In RedHat: things that would allow your apps to install, if only you could find them.
In Debian: things that got installed for you without any need to worry on your part.
[Slack] does [have a package management system], it was the first with it I believe
Begging the question, is what Slack offers really a package management system? (You can call cat(1) an editor, and people have used it to create files, but it doesn't meet most people's definition of a text editor.) No Slack wasn't first. SLS was first, and the Debian project was founded at almost the same time as the Slackware project, so that's nearly a tie there too. (Although Debian's first official release was later than Slack's first official release. But then vi took longer to write than cat did too.:)
it's just that it follows the slack philosophy of simple elegance
IMO (as a former Slack user), Slack goes beyond "simple elegance" into the realms of painful inadequacy, but I realize that not everyone agrees with me. Then again, there are people who routinely use cat(1) to create text files too...
In a few years when RH7.3 is too old I'll prob move to gentoo or debian.
---- Put Sig here:
Pretty much the winner as far as we are concerned. AS is a platform the Oracles, Veritas's, Computer Associates (bleuch), EMC's, Emulex's etc etc etc devloper their code for. You can't run an enterprise on GNU + linux alone. And it's no good having something tha sorta works, it needs to be supported to work in the enterprise. At the end of the day, you need to be sure that there is a contract riding on a firm being able to fix something and meet you requirements, not just an interested dev. That goes for the distro too - hence AS for us, despite the fact none of us actually run the thing at home...
Don't you mean red shirt? You wear red shirts on the Enterprise, and they're not nearly as dangerous as they used to be...
As I said, I don't want to rehash the same old arguments here so I'm simply going to ignore most of what you said, other than to state that it's a matter of personal preference.
But one of your comments is way off in a different direction, and I'll address that one.
While I appreciate your humour (and a kernel of seriousness underneath) I explicitly chose to say that RH in particular made the choice of slack in this respect look good. I'm aware that Debian handles the dependency problems much better, that's why I phrased it like I did.
BTW, taste issues aside, your characterisation of slack and dependencies is quite inaccurate for 99.9% of cases at least. You can generally download anything from reputable sources and just have it run, if there's some particular dependency that will be noted. I have had the experience occasionally of installing something that did have an unsatisfied dependency, it's not difficult at all to figure out what they are.
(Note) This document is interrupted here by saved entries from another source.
//! The reward-ledger unit: point grants and redemptions.
//!
//! Every point change touches three tables -- `rewards` (running total),
//! `transactions` (immutable history), and `notifications` (user-facing
//! message) -- inside ONE database transaction. A failure at any step rolls
//! the whole change back, so the running total and the transaction history
//! can never diverge.

use sqlx::{PgPool, Postgres, Transaction as PgTx};
use wastewise_core::ledger::TransactionType;
use wastewise_core::types::DbId;

use crate::models::notification::{NOTIFICATION_TYPE_REDEMPTION, NOTIFICATION_TYPE_REWARD};
use crate::models::transaction::Transaction;

/// Column list for the `transactions` table.
const TX_COLUMNS: &str = "id, user_id, type, amount, description, created_at";

/// Result of a committed grant or redemption.
#[derive(Debug, Clone)]
pub struct GrantOutcome {
    /// The user's point total after the change.
    pub points: i32,
    /// The ledger entry recording the change.
    pub transaction: Transaction,
}

/// Errors from ledger operations.
#[derive(Debug, thiserror::Error)]
pub enum LedgerError {
    #[error(transparent)]
    Db(#[from] sqlx::Error),

    /// Redemption exceeds the user's current point total. Nothing was
    /// written.
    #[error("Insufficient points: requested {requested}, available {available}")]
    InsufficientPoints { requested: i32, available: i32 },
}

/// Atomic point grants and redemptions.
pub struct LedgerRepo;

impl LedgerRepo {
    /// Grant points to a user in a single transaction.
    pub async fn grant(
        pool: &PgPool,
        user_id: DbId,
        kind: TransactionType,
        points: i32,
        description: &str,
        message: &str,
    ) -> Result<GrantOutcome, sqlx::Error> {
        let mut tx = pool.begin().await?;
        let outcome = Self::grant_in(&mut tx, user_id, kind, points, description, message).await?;
        tx.commit().await?;
        Ok(outcome)
    }

    /// Grant points within an already-open transaction.
    ///
    /// Used by [`ReportRepo`](crate::repositories::ReportRepo) so the report
    /// insert and its reward share one commit.
    pub async fn grant_in(
        tx: &mut PgTx<'_, Postgres>,
        user_id: DbId,
        kind: TransactionType,
        points: i32,
        description: &str,
        message: &str,
    ) -> Result<GrantOutcome, sqlx::Error> {
        debug_assert!(kind.is_earning(), "grants must use an earning type");

        // Lazily provision the rewards row on first grant.
        let new_points: i32 = sqlx::query_scalar(
            "INSERT INTO rewards (user_id, points)
             VALUES ($1, $2)
             ON CONFLICT ON CONSTRAINT uq_rewards_user_id
             DO UPDATE SET points = rewards.points + EXCLUDED.points,
                           updated_at = NOW()
             RETURNING points",
        )
        .bind(user_id)
        .bind(points)
        .fetch_one(&mut **tx)
        .await?;

        let transaction =
            Self::insert_transaction(tx, user_id, kind, points, description).await?;
        Self::insert_notification(tx, user_id, message, NOTIFICATION_TYPE_REWARD).await?;

        tracing::debug!(user_id, points, kind = %kind, "Granted reward points");

        Ok(GrantOutcome {
            points: new_points,
            transaction,
        })
    }

    /// Redeem points from a user's balance in a single transaction.
    ///
    /// The rewards row is locked for the duration of the check-and-decrement
    /// so concurrent redemptions cannot overdraw. Fails with
    /// [`LedgerError::InsufficientPoints`] (writing nothing) when the user
    /// has no rewards row or fewer points than requested.
    pub async fn redeem(
        pool: &PgPool,
        user_id: DbId,
        points: i32,
        description: &str,
    ) -> Result<GrantOutcome, LedgerError> {
        let mut tx = pool.begin().await?;

        let available: Option<i32> =
            sqlx::query_scalar("SELECT points FROM rewards WHERE user_id = $1 FOR UPDATE")
                .bind(user_id)
                .fetch_optional(&mut *tx)
                .await?;
        let available = available.unwrap_or(0);

        if available < points {
            return Err(LedgerError::InsufficientPoints {
                requested: points,
                available,
            });
        }

        let new_points: i32 = sqlx::query_scalar(
            "UPDATE rewards
             SET points = points - $2, updated_at = NOW()
             WHERE user_id = $1
             RETURNING points",
        )
        .bind(user_id)
        .bind(points)
        .fetch_one(&mut *tx)
        .await?;

        let transaction = Self::insert_transaction(
            &mut tx,
            user_id,
            TransactionType::Redeemed,
            points,
            description,
        )
        .await?;

        let message = format!("You redeemed {points} points");
        Self::insert_notification(&mut tx, user_id, &message, NOTIFICATION_TYPE_REDEMPTION)
            .await?;

        tx.commit().await?;

        tracing::debug!(user_id, points, "Redeemed reward points");

        Ok(GrantOutcome {
            points: new_points,
            transaction,
        })
    }

    async fn insert_transaction(
        tx: &mut PgTx<'_, Postgres>,
        user_id: DbId,
        kind: TransactionType,
        amount: i32,
        description: &str,
    ) -> Result<Transaction, sqlx::Error> {
        let query = format!(
            "INSERT INTO transactions (user_id, type, amount, description)
             VALUES ($1, $2, $3, $4)
             RETURNING {TX_COLUMNS}"
        );
        sqlx::query_as::<_, Transaction>(&query)
            .bind(user_id)
            .bind(kind.as_str())
            .bind(amount)
            .bind(description)
            .fetch_one(&mut **tx)
            .await
    }

    async fn insert_notification(
        tx: &mut PgTx<'_, Postgres>,
        user_id: DbId,
        message: &str,
        kind: &str,
    ) -> Result<DbId, sqlx::Error> {
        sqlx::query_scalar(
            "INSERT INTO notifications (user_id, message, type)
             VALUES ($1, $2, $3)
             RETURNING id",
        )
        .bind(user_id)
        .bind(message)
        .bind(kind)
        .fetch_one(&mut **tx)
        .await
    }
}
You start the program, it says fatal error could not find blah_blah.so you search for blah_blah.so and there you go. Yes, in comparison to debian magically going off and grabbing it for you that might be seen as a slight inconvenience, but it's no big deal. The nice thing is that the system doesn't care if blah_blah.so is there from a package or if you compiled it or how it got there, it just works. What does Debian do? I know Redhat is completely unable to cope in any sane way. RH fans will doubtless jump on me and point out --nodeps and --force, but then when you complain about it shitting it's own database they say it's probably because you used --nodeps and --force and you should never do that. I think the truth is more like you should never compile from source on RH, which sort of ruins the point of running a Free system in my mind. Or you should compile and jump through all the hoops to make an rpm and then install that instead, what a mess that is. On slack you can do the same thing, a lot easier, if you want, or you can just use make install and make uninstall and the package manager will play nice either way. How does Debian cope with source installs? I have used it a little but never did that on a debian system...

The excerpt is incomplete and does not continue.